Pendapat ini, tentu saja bisa kita maklumi. Karena suka atau tidak suka, telah begitu banyak produk yang ditetapkan oleh MPR, DPR hingga DPRD tak bisa digugat oleh siapapun. Mulai dari kasus pemecatan kepala bagian sebuah kantor di pemerintah kabupaten atau pemerintah kota, hingga pencopotan bupati, walikota bahkan pelengseran presiden sekalipun bisa dilaksanakan.
Yang mengkhawatirkan, akhir-akhir ini ada trend di lembaga itu untuk membuat ketetapan yang arahnya sama sekali tidak ada sangkut-pautnya dengan kepentingan rakyat sebagai konstituen negeri ini yang mereka wakili, kecuali demi kepentingan mereka sendiri.
Contoh paling mutakhir adalah ketika anggota DPRD Kota Solo mengusulkan dana asuransi bernilai ratusan juta rupiah bagi mereka sendiri, serta telah ditetapkannya dana purna bakti atau pensiun sebesar Rp 100 juta/anggota DPRD Provinsi Jawa Tengah akhir pekan lalu.
Tindakan kedua lembaga legislatif itu, tentu saja mengundang kritik tajam dari berbagai kalangan. Banyak pihak menyebut anggota DPRD telah kehilangan hati nurani atau tak mempunyai sense of crisis terhadap kondisi bangsa yang masih terpuruk dihantam krisis multi dimensi selama bertahun-tahun ini.
Mereka, para wakil rakyat yang terhormat itu, seolah menutup mata dan telinga bahkan nurani, untuk memperoleh privilege serta keuntungan pribadi berujud jaminan finansial yang berlebihan. Mereka dianggap mengabaikan nasib rakyat yang untuk mencari sesuap nasi pun harus memeras keringat dan membanting tulang.

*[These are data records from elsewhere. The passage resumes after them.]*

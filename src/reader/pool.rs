use std::sync::Arc;

use futures::prelude::*;
use log::{debug, error, warn};

use super::ParseLookups;
use crate::model::{ChanDescriptor, Post, PostBuilder};
use crate::parser::PostParser;
use crate::Result;

/// Parses builders on the blocking thread pool, at most `workers` at a time.
/// Results come back in completion order; the caller restores feed order.
#[derive(Debug, Clone, Copy)]
pub struct ParseWorkerPool {
    workers: usize,
}

impl ParseWorkerPool {
    pub fn new(workers: usize) -> Self {
        Self {
            workers: workers.max(1),
        }
    }

    pub fn workers(&self) -> usize {
        self.workers
    }

    pub async fn parse_all(
        &self,
        builders: Vec<PostBuilder>,
        lookups: Arc<ParseLookups>,
        descriptor: &ChanDescriptor,
    ) -> Vec<Post> {
        let parser = PostParser::new(lookups, descriptor.is_catalog());
        let posts = self.run(builders, move |b| parser.parse(b)).await;
        debug!("{}: parsed {} posts", descriptor, posts.len());
        posts
    }

    /// A failing or panicking job only loses its own post.
    pub(crate) async fn run<F>(&self, builders: Vec<PostBuilder>, job: F) -> Vec<Post>
    where
        F: Fn(PostBuilder) -> Result<Post> + Send + Sync + 'static,
    {
        let job = Arc::new(job);
        stream::iter(builders)
            .map(|builder| {
                let job = job.clone();
                let post_no = builder.post_no;
                tokio::task::spawn_blocking(move || (*job)(builder)).map(move |r| (post_no, r))
            })
            .buffer_unordered(self.workers)
            .filter_map(|(post_no, r)| {
                future::ready(match r {
                    Ok(Ok(post)) => Some(post),
                    Ok(Err(err)) => {
                        warn!("Failed to parse post {:?}: {}", post_no, err);
                        None
                    }
                    Err(err) => {
                        error!("Parse worker for post {:?} died: {}", post_no, err);
                        None
                    }
                })
            })
            .collect()
            .await
    }
}

impl Default for ParseWorkerPool {
    fn default() -> Self {
        Self::new(num_cpus::get())
    }
}

#[cfg(test)]
mod tests {
    use super::*;
    use crate::model::{BoardDescriptor, ThreadDescriptor};

    fn builder(no: u64) -> PostBuilder {
        let mut b = PostBuilder::new(BoardDescriptor::new("4chan", "g"));
        b.post_no = Some(no);
        b.op = no == 1;
        b.op_id = 1;
        b.comment = format!("post {}", no);
        b
    }

    #[tokio::test]
    async fn parses_everything() {
        let pool = ParseWorkerPool::new(2);
        let thread: ChanDescriptor = ThreadDescriptor::new("4chan", "g", 1).into();
        let mut posts = pool
            .parse_all(
                (1..=10).map(builder).collect(),
                Arc::new(ParseLookups::new()),
                &thread,
            )
            .await;
        posts.sort_by_key(|p| p.post_no());
        let nos: Vec<_> = posts.iter().map(|p| p.post_no()).collect();
        assert_eq!(nos, (1..=10).collect::<Vec<_>>());
    }

    #[tokio::test]
    async fn failing_workers_are_isolated() {
        let pool = ParseWorkerPool::new(3);
        let parser = PostParser::new(Arc::new(ParseLookups::new()), false);

        let mut nameless = builder(4);
        nameless.post_no = None;
        let mut builders: Vec<_> = (1..=6).map(builder).collect();
        builders[3] = nameless;

        let mut posts = pool
            .run(builders, move |b| {
                if b.post_no == Some(2) {
                    panic!("worker blew up");
                }
                parser.parse(b)
            })
            .await;
        posts.sort_by_key(|p| p.post_no());
        let nos: Vec<_> = posts.iter().map(|p| p.post_no()).collect();
        assert_eq!(nos, vec![1, 3, 5, 6]);
    }
}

Dengan kenyataan seperti itu, tak heran jika akhir-akhir ini banyak kalangan yang berpendapat minor terhadap eksistensi anggota Dewan. Harapan bahwa mereka akan memperjuangkan nasib rakyat ke arah yang lebih baik lambat laun menjadi pudar. Rakyat kian apatis terhadap negeri ini.
Lantas, apa yang akan terjadi jika masyarakat telah masa bodoh terhadap negerinya? Kehancuranlah yang akan terjadi. Oleh karenanya, senyampang keadaan lebih buruk belum terjadi, masih ada sebagian rakyat yang menggantungkan harapannya kepada DPRD, alangkah bijaksananya jika para anggota Dewan menyadari kekeliruannya.
Mari membuka lebih lebar hati nurani. Mari lebih berempati kepada rakyat kita yang masih dalam keadaan terpuruk. Hidup dalam kesederhanaan lebih berarti daripada bergelimang harta namun selalu menjadi bahan pembicaraan bahkan cibiran masyarakat.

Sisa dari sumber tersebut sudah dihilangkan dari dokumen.